Reprendre la création à zéro
Dans la file d’attente pour le service des visas, des bandes armées stipendiées délogent des citoyens qui font la queue depuis des heures et y installent leurs commanditaires, avant de payer les forces de l’ordre pour leur passivité. « Puisque rien n’allait comme il aurait fallu, puisque les échangeurs rongés de chez nous finançaient l’opulente démocratie de chez vous, puisque les maris les plus vieux aux queues les plus molles épousaient les femmes les plus jeunes aux ventres les plus avides, puisque les progrès de la médecine sauvaient des nourrissons que la malnutrition tuait au jour d’après, puisque les coquettes Noires dépensaient des fortunes pour d’éclaircir la peau et se défriser la chevelure, puisque les plus vaillants de nos hommes préféraient partir chez vous pour se faire éboueurs plutôt que de ramasser chez nous, chez eux, les ordures qui empuantissaient les rues, puisque l’on s’épuisait à prier pour appeler la pluie tout en coupant les arbres, seuls remparts contre le désert, puisque les riches s’enrichissaient chaque semaine davantage et que les pauvres avec obstination s’appauvrissaient, bref, puisque le monde était raté, Dieu Tout-Puissant, veuillez excuser cette insolence, il semblait nécessaire de reprendre la création à zéro. »
Des âmes pures
Dans ce panorama désolant, il existe des âmes pures, Marguerite elle-même, ses amis Guillaume, un couple de postiers de Montreuil rencontrés au parc ornithologique du Djoudj au Sénégal, l’avocat Benoît Fabiani, l’agent consulaire Florence Launay et Coumbel, le chauffeur d’un taxi Renault 12 hors d’âge. Coumbel affiche chaque jour sous le rétroviseur une maxime philosophique. Aujourd’hui c’est « la douleur conseille ». « Vous avez compris, Madame Bâ ? Elle ne guérit pas, elle ne sauve pas, la douleur, elle n’impose pas. Elle se contente de conseiller. La douleur est timide. Elle a l’obstination des timides ».

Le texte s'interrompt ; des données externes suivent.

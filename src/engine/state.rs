//! Snapshot seeding and household administration.
//!
//! First-run seeding is deterministic: it takes `now` instead of sampling
//! the clock, so tests can pin the snapshot exactly. The admin operations
//! here are the parent dashboard's verbs: roster edits, catalog upserts,
//! household settings and the wishlist.

use chrono::{DateTime, Utc};
use log::{debug, info};
use uuid::Uuid;

use super::errors::EngineError;
use super::progression::level_for;
use super::types::{
    GameState, LootRarity, PlayerRecord, QuestKind, QuestRecord, RewardKind, RewardRecord,
    ShopScope, WishlistItem, DEFAULT_PARENT_PIN, DEFAULT_WEEKLY_GOAL,
};
use crate::validation::{validate_display_name, validate_passcode, validate_title};

/// The default snapshot for a store with no saved document: one player, two
/// starter quests and a small reward catalog.
pub fn seed_state(now: DateTime<Utc>) -> GameState {
    GameState {
        users: vec![PlayerRecord::new("u1", "Player 1")],
        quests: vec![
            QuestRecord::new("sweep_dust_bunnies", "Slay the Dust Bunnies")
                .with_xp(10)
                .with_gems(5)
                .with_icon("🧹")
                .with_repeatable(true)
                .with_cooldown_days(1),
            QuestRecord::new("laundry_fold", "The Great Laundry Fold")
                .with_xp(20)
                .with_gems(10)
                .with_icon("👕")
                .with_kind(QuestKind::Global)
                .with_repeatable(false)
                .with_cooldown_days(0)
                .with_loot("Lost Sock", LootRarity::Common, 5),
        ],
        rewards: vec![
            RewardRecord::new("movie_pick", "Pick the Friday Movie")
                .with_level(2)
                .with_kind(RewardKind::Primary)
                .with_interval(0),
            RewardRecord::new("screen_time", "Extra 15m Screen Time")
                .with_level(2)
                .with_kind(RewardKind::Secondary)
                .with_interval(0),
            RewardRecord::new("stay_up_late", "Stay Up 30m Late")
                .with_level(3)
                .with_kind(RewardKind::Primary)
                .with_interval(0),
            RewardRecord::new("toy_chest", "Small Toy Chest Visit")
                .with_level(4)
                .with_kind(RewardKind::Interval)
                .with_interval(2),
            RewardRecord::new("ice_cream", "Ice Cream Treat")
                .with_kind(RewardKind::Shop)
                .with_cost(50)
                .with_quantity(10)
                .with_shop_cooldown(1)
                .with_scope(ShopScope::Global),
        ],
        parent_pin: DEFAULT_PARENT_PIN.to_string(),
        vacation_mode: false,
        vacation_start_time: None,
        weekly_goal: DEFAULT_WEEKLY_GOAL,
        wishlist: Vec::new(),
        shop_state: std::collections::HashMap::new(),
        last_updated: now,
    }
}

/// Add a player with the roster defaults. Returns the new id.
pub fn add_player(
    state: &mut GameState,
    name: &str,
    _now: DateTime<Utc>,
) -> Result<String, EngineError> {
    let name = validate_display_name(name).map_err(|e| EngineError::InvalidInput(e.to_string()))?;
    let id = Uuid::new_v4().to_string();
    state.users.push(PlayerRecord::new(id.clone(), name));
    info!("added player {id}");
    Ok(id)
}

pub fn rename_player(
    state: &mut GameState,
    player_id: &str,
    name: &str,
) -> Result<(), EngineError> {
    let name = validate_display_name(name).map_err(|e| EngineError::InvalidInput(e.to_string()))?;
    state.require_player_mut(player_id)?.name = name;
    Ok(())
}

pub fn set_player_avatar(
    state: &mut GameState,
    player_id: &str,
    avatar: &str,
) -> Result<(), EngineError> {
    if avatar.trim().is_empty() {
        return Err(EngineError::InvalidInput("avatar must not be empty".into()));
    }
    state.require_player_mut(player_id)?.avatar = avatar.trim().to_string();
    Ok(())
}

pub fn set_player_theme(
    state: &mut GameState,
    player_id: &str,
    theme: &str,
) -> Result<(), EngineError> {
    if theme.trim().is_empty() {
        return Err(EngineError::InvalidInput("theme must not be empty".into()));
    }
    state.require_player_mut(player_id)?.theme_color = theme.trim().to_string();
    Ok(())
}

pub fn set_player_passcode(
    state: &mut GameState,
    player_id: &str,
    passcode: &str,
) -> Result<(), EngineError> {
    let passcode =
        validate_passcode(passcode).map_err(|e| EngineError::InvalidInput(e.to_string()))?;
    state.require_player_mut(player_id)?.passcode = passcode;
    Ok(())
}

/// Parent stat edit. Recomputes the level so the level invariant survives
/// dashboard meddling.
pub fn set_player_xp(state: &mut GameState, player_id: &str, xp: u64) -> Result<(), EngineError> {
    let player = state.require_player_mut(player_id)?;
    player.total_xp = xp;
    player.level = level_for(xp);
    Ok(())
}

pub fn set_player_gems(
    state: &mut GameState,
    player_id: &str,
    gems: u64,
) -> Result<(), EngineError> {
    state.require_player_mut(player_id)?.gems = gems;
    Ok(())
}

/// Soft-delete. The roster must keep at least one active player, so the
/// household is never left without anybody to run quests for.
pub fn deactivate_player(state: &mut GameState, player_id: &str) -> Result<(), EngineError> {
    state.require_player(player_id)?;
    let other_active = state
        .users
        .iter()
        .any(|u| u.id != player_id && u.is_active());
    if !other_active {
        return Err(EngineError::LastActivePlayer);
    }
    state.require_player_mut(player_id)?.is_deactivated = true;
    info!("deactivated player {player_id}");
    Ok(())
}

pub fn reactivate_player(state: &mut GameState, player_id: &str) -> Result<(), EngineError> {
    state.require_player_mut(player_id)?.is_deactivated = false;
    Ok(())
}

pub fn clear_notifications(state: &mut GameState, player_id: &str) -> Result<(), EngineError> {
    state.require_player_mut(player_id)?.notifications.clear();
    Ok(())
}

/// Insert or replace a quest definition. An empty id means a new quest and
/// gets a fresh uuid. Rotating quests are normalized: an empty roster
/// defaults to every active player, and an assignee outside the roster
/// snaps to the first member. Non-rotating quests carry no roster.
pub fn upsert_quest(state: &mut GameState, mut quest: QuestRecord) -> Result<String, EngineError> {
    quest.task = validate_title(&quest.task).map_err(|_| EngineError::EmptyTitle)?;

    if quest.kind == QuestKind::Rotating {
        if quest.rotation.is_empty() {
            quest.rotation = state.active_players().map(|u| u.id.clone()).collect();
        }
        let member = quest
            .assigned_to
            .as_deref()
            .map_or(false, |id| quest.rotation.iter().any(|m| m == id));
        if !member {
            quest.assigned_to = quest.rotation.first().cloned();
        }
    } else {
        quest.rotation.clear();
    }

    if quest.id.is_empty() {
        quest.id = Uuid::new_v4().to_string();
    }
    let id = quest.id.clone();
    match state.quest_mut(&id) {
        Some(existing) => *existing = quest,
        None => state.quests.push(quest),
    }
    debug!("upserted quest {id}");
    Ok(id)
}

pub fn delete_quest(state: &mut GameState, quest_id: &str) -> Result<(), EngineError> {
    let before = state.quests.len();
    state.quests.retain(|q| q.id != quest_id);
    if state.quests.len() == before {
        return Err(EngineError::QuestNotFound(quest_id.to_string()));
    }
    Ok(())
}

/// Insert or replace a reward definition. An empty id gets a fresh uuid.
pub fn upsert_reward(
    state: &mut GameState,
    mut reward: RewardRecord,
) -> Result<String, EngineError> {
    reward.title = validate_title(&reward.title).map_err(|_| EngineError::EmptyTitle)?;
    if reward.id.is_empty() {
        reward.id = Uuid::new_v4().to_string();
    }
    let id = reward.id.clone();
    match state.reward_mut(&id) {
        Some(existing) => *existing = reward,
        None => state.rewards.push(reward),
    }
    debug!("upserted reward {id}");
    Ok(id)
}

/// Remove a reward and its shared stock record.
pub fn delete_reward(state: &mut GameState, reward_id: &str) -> Result<(), EngineError> {
    let before = state.rewards.len();
    state.rewards.retain(|r| r.id != reward_id);
    if state.rewards.len() == before {
        return Err(EngineError::RewardNotFound(reward_id.to_string()));
    }
    state.shop_state.remove(reward_id);
    Ok(())
}

pub fn set_parent_pin(state: &mut GameState, pin: &str) -> Result<(), EngineError> {
    let pin = validate_passcode(pin).map_err(|e| EngineError::InvalidInput(e.to_string()))?;
    state.parent_pin = pin;
    Ok(())
}

pub fn set_weekly_goal(state: &mut GameState, goal: u32) -> Result<(), EngineError> {
    if goal == 0 {
        return Err(EngineError::InvalidInput(
            "weekly goal must be at least 1".into(),
        ));
    }
    state.weekly_goal = goal;
    Ok(())
}

pub fn add_wishlist_item(
    state: &mut GameState,
    player_id: &str,
    text: &str,
    now: DateTime<Utc>,
) -> Result<String, EngineError> {
    let text = validate_title(text).map_err(|_| EngineError::EmptyTitle)?;
    let player = state.require_player(player_id)?;
    let item = WishlistItem {
        id: Uuid::new_v4().to_string(),
        text,
        requested_by_id: player.id.clone(),
        requested_by_name: player.name.clone(),
        timestamp: now,
    };
    let id = item.id.clone();
    state.wishlist.push(item);
    Ok(id)
}

pub fn remove_wishlist_item(state: &mut GameState, item_id: &str) -> Result<(), EngineError> {
    let before = state.wishlist.len();
    state.wishlist.retain(|w| w.id != item_id);
    if state.wishlist.len() == before {
        return Err(EngineError::WishlistItemNotFound(item_id.to_string()));
    }
    Ok(())
}

/// Turn a wish into a shop-reward draft: the item leaves the wishlist and
/// the caller gets a prefilled reward to edit and upsert. Nothing is added
/// to the catalog here; the decision point stays with the parent.
pub fn promote_wishlist_item(
    state: &mut GameState,
    item_id: &str,
) -> Result<RewardRecord, EngineError> {
    let pos = state
        .wishlist
        .iter()
        .position(|w| w.id == item_id)
        .ok_or_else(|| EngineError::WishlistItemNotFound(item_id.to_string()))?;
    let wish = state.wishlist.remove(pos);
    Ok(RewardRecord::new(Uuid::new_v4().to_string(), wish.text)
        .with_kind(RewardKind::Shop)
        .with_cost(100)
        .with_quantity(1)
        .with_shop_cooldown(7)
        .with_scope(ShopScope::Global))
}
//! Quest visibility and rotation.
//!
//! Visibility is a pure predicate over (quest, player, instant): assignment,
//! weekday schedule, cooldown and completion each filter independently, and
//! the admin force-active override beats all of them. Rotation is an ordered
//! roster with a current holder; advancement happens only through
//! [`RotationRoster::advance`] so there is exactly one place the pointer
//! moves.

use chrono::{DateTime, FixedOffset, Utc};

use super::clock::weekday_index;
use super::errors::EngineError;
use super::types::{GameState, PlayerRecord, QuestKind, QuestRecord};

/// The §4.2-style visibility predicate: force-active overrides everything,
/// otherwise assignment, weekday, cooldown and completion must all pass.
pub fn is_quest_visible(
    quest: &QuestRecord,
    player: &PlayerRecord,
    now: DateTime<Utc>,
    tz: FixedOffset,
) -> bool {
    if player.force_active_ids.contains(&quest.id) {
        return true;
    }

    let assignment_ok = match quest.kind {
        QuestKind::Personal => quest
            .assigned_to
            .as_deref()
            .map_or(true, |owner| owner == player.id),
        QuestKind::Global => true,
        QuestKind::Rotating => quest.assigned_to.as_deref() == Some(player.id.as_str()),
    };
    if !assignment_ok {
        return false;
    }

    if !quest.days.is_empty() && !quest.days.contains(&weekday_index(now, tz)) {
        return false;
    }

    if let Some(until) = player.cooldowns.get(&quest.id) {
        if *until > now {
            return false;
        }
    }

    if !quest.repeatable && player.completed_ids.contains(&quest.id) {
        return false;
    }

    true
}

/// Every quest the player could submit right now, in catalog order.
pub fn visible_quests<'a>(
    state: &'a GameState,
    player_id: &str,
    now: DateTime<Utc>,
    tz: FixedOffset,
) -> Result<Vec<&'a QuestRecord>, EngineError> {
    let player = state.require_player(player_id)?;
    Ok(state
        .quests
        .iter()
        .filter(|quest| is_quest_visible(quest, player, now, tz))
        .collect())
}

/// Round-robin roster for rotating quests: the ordered member list plus the
/// current holder's position. `None` for the holder means the recorded
/// assignee is not (or no longer) a member; advancing from there hands the
/// quest to the first member.
#[derive(Debug, Clone, PartialEq)]
pub struct RotationRoster {
    order: Vec<String>,
    holder: Option<usize>,
}

impl RotationRoster {
    /// Build from an ordered member list and the current holder. Returns
    /// None for an empty roster, which has nobody to hand anything to.
    pub fn new(order: &[String], current: Option<&str>) -> Option<Self> {
        if order.is_empty() {
            return None;
        }
        let holder = current.and_then(|id| order.iter().position(|member| member == id));
        Some(Self {
            order: order.to_vec(),
            holder,
        })
    }

    pub fn current(&self) -> Option<&str> {
        self.holder.map(|i| self.order[i].as_str())
    }

    /// Who `advance` would hand the quest to.
    pub fn peek_next(&self) -> &str {
        let next = match self.holder {
            Some(i) => (i + 1) % self.order.len(),
            None => 0,
        };
        &self.order[next]
    }

    /// Move the pointer to the next member and return the new holder.
    pub fn advance(&mut self) -> &str {
        let next = match self.holder {
            Some(i) => (i + 1) % self.order.len(),
            None => 0,
        };
        self.holder = Some(next);
        &self.order[next]
    }
}
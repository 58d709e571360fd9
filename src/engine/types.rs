//! Core data types for the quest/reward economy.
//!
//! Everything here is a serde value record; the persisted snapshot is one
//! JSON document built from these types. Wire field names are the camelCase
//! names of the established snapshot schema (`totalXP`, `completedIds`,
//! `rotatingIds`, ...) so existing documents and backups stay readable.
//! Timestamps are epoch milliseconds on the wire and `DateTime<Utc>` in
//! memory.

use std::collections::{BTreeSet, HashMap, HashSet};

use chrono::{DateTime, FixedOffset, Offset, Utc};
use serde::{Deserialize, Serialize};
use uuid::Uuid;

use super::errors::EngineError;

/// XP required per level step: `level = total_xp / 100 + 1`.
pub const XP_PER_LEVEL: u64 = 100;

/// Once-a-day activation bonus.
pub const LOGIN_BONUS_XP: u64 = 50;

/// Flat bonus granted when the weekly goal is hit exactly.
pub const WEEKLY_BONUS_XP: u64 = 100;

/// Notification log retention, newest first.
pub const NOTIFICATION_LOG_CAP: usize = 20;

/// Completion history retention, newest first.
pub const HISTORY_LOG_CAP: usize = 50;

/// Shop purchases allowed per player per household-local day.
pub const DEFAULT_DAILY_PURCHASE_LIMIT: u32 = 3;

/// Approvals per week before the weekly bonus fires.
pub const DEFAULT_WEEKLY_GOAL: u32 = 10;

pub const DEFAULT_PARENT_PIN: &str = "1234";
pub const DEFAULT_AVATAR: &str = "🙂";
pub const DEFAULT_THEME: &str = "yellow";
pub const DEFAULT_PASSCODE: &str = "0000";

/// Knobs the binary resolves from configuration and threads into the core.
///
/// The household offset decides what "today", "yesterday" and "this week"
/// mean; keeping it explicit keeps every calendar rule deterministic under
/// test.
#[derive(Debug, Clone, Copy)]
pub struct EngineConfig {
    pub tz: FixedOffset,
    pub daily_purchase_limit: u32,
}

impl Default for EngineConfig {
    fn default() -> Self {
        Self {
            tz: Utc.fix(),
            daily_purchase_limit: DEFAULT_DAILY_PURCHASE_LIMIT,
        }
    }
}
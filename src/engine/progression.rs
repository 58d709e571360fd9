//! Player progression: levels from XP, the once-daily login bonus, streak
//! continuity and the weekly goal window.
//!
//! Streak and weekly evaluation are pure helpers invoked from the approval
//! path; only the login bonus mutates state directly here.

use chrono::{DateTime, FixedOffset, Utc};
use log::debug;

use super::clock::{local_day, same_local_day, week_start};
use super::errors::EngineError;
use super::types::{
    EngineConfig, GameState, Notification, NotificationKind, PlayerRecord, LOGIN_BONUS_XP,
    WEEKLY_BONUS_XP, XP_PER_LEVEL,
};

/// `level = total_xp / 100 + 1`; never below 1.
pub fn level_for(total_xp: u64) -> u32 {
    (total_xp / XP_PER_LEVEL) as u32 + 1
}

/// Add XP and recompute the level. Returns true when the level rose.
pub(crate) fn grant_xp(player: &mut PlayerRecord, xp: u64) -> bool {
    player.total_xp += xp;
    let new_level = level_for(player.total_xp);
    let leveled_up = new_level > player.level;
    player.level = new_level;
    leveled_up
}

/// What `grant_login_bonus` did. `leveled_up` is the caller's celebration
/// cue; nothing is rendered here.
#[derive(Debug, Clone, Copy, PartialEq, Eq)]
pub struct LoginOutcome {
    pub granted: bool,
    pub leveled_up: bool,
    pub level: u32,
}

/// Once-daily activation bonus: +50 XP the first time a player shows up on
/// a household-local calendar day.
pub fn grant_login_bonus(
    state: &mut GameState,
    player_id: &str,
    now: DateTime<Utc>,
    cfg: &EngineConfig,
) -> Result<LoginOutcome, EngineError> {
    let player = state.require_player_mut(player_id)?;

    if let Some(last) = player.last_login_bonus_date {
        if same_local_day(last, now, cfg.tz) {
            return Ok(LoginOutcome {
                granted: false,
                leveled_up: false,
                level: player.level,
            });
        }
    }

    let leveled_up = grant_xp(player, LOGIN_BONUS_XP);
    player.last_login_bonus_date = Some(now);

    let mut batch = Vec::new();
    if leveled_up {
        batch.push(Notification::new(
            format!("LEVEL UP! You reached Level {}!", player.level),
            NotificationKind::Celebration,
            now,
        ));
    }
    batch.push(Notification::new(
        format!("Daily Login Bonus! +{LOGIN_BONUS_XP} XP"),
        NotificationKind::Celebration,
        now,
    ));
    player.notify_batch(batch);

    debug!(
        "login bonus granted to {player_id}, level {} (leveled_up: {leveled_up})",
        player.level
    );
    Ok(LoginOutcome {
        granted: true,
        leveled_up,
        level: player.level,
    })
}

/// Result of comparing the last quest day against today.
#[derive(Debug, Clone, PartialEq)]
pub(crate) struct StreakEval {
    pub streak: u32,
    /// Message and severity for the approval batch; None on a same-day
    /// approval (streak untouched).
    pub message: Option<(String, NotificationKind)>,
}

/// Streak rule, evaluated on approval: same local day leaves the streak
/// alone, the day after the last quest extends it, anything else restarts
/// at 1.
pub(crate) fn evaluate_streak(
    player: &PlayerRecord,
    now: DateTime<Utc>,
    tz: FixedOffset,
) -> StreakEval {
    let today = local_day(now, tz);
    let last = player.last_quest_date.map(|at| local_day(at, tz));

    if last == Some(today) {
        return StreakEval {
            streak: player.streak,
            message: None,
        };
    }

    if last == Some(today - chrono::Duration::days(1)) {
        let streak = player.streak + 1;
        return StreakEval {
            streak,
            message: Some((
                format!("🔥 Streak Increased: {streak} Days!"),
                NotificationKind::Celebration,
            )),
        };
    }

    StreakEval {
        streak: 1,
        message: Some((
            "🔥 Daily Streak Started!".to_string(),
            NotificationKind::Success,
        )),
    }
}

/// Result of rolling the weekly window and counting one approval.
#[derive(Debug, Clone, Copy, PartialEq, Eq)]
pub(crate) struct WeeklyEval {
    pub progress: u32,
    /// New value for `last_weekly_reset`.
    pub reset_at: DateTime<Utc>,
    pub goal_met: bool,
    pub bonus_xp: u64,
}

/// Weekly goal rule: reset progress when a newer Sunday boundary is
/// observed, count this approval, and pay the flat bonus exactly when the
/// goal is hit (strict equality, so overshooting pays nothing until the
/// next window).
pub(crate) fn advance_weekly_progress(
    player: &PlayerRecord,
    weekly_goal: u32,
    now: DateTime<Utc>,
    tz: FixedOffset,
) -> WeeklyEval {
    let window = week_start(now, tz);
    let (prior, reset_at) = match player.last_weekly_reset {
        Some(prev) if window <= prev => (player.weekly_progress, prev),
        _ => (0, window),
    };
    let progress = prior + 1;
    let goal_met = progress == weekly_goal;
    WeeklyEval {
        progress,
        reset_at,
        goal_met,
        bonus_xp: if goal_met { WEEKLY_BONUS_XP } else { 0 },
    }
}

On ferme le roman d’Erik Orsenna avec un peu de frustration. L’action se passe au cœur d’un des problèmes les plus brûlants d’aujourd’hui, l’afflux d’immigrés en Europe en provenance d’une Afrique exsangue rongée par la corruption. La figure de Madame Bâ et son histoire sont intéressants. Il y a de magnifiques passages, ainsi que le démontrent les passages cités. Pourtant, on sent le récit irrégulier et on se laisse gagner par la déception de penser que ce bon livre aurait pu être un livre génial.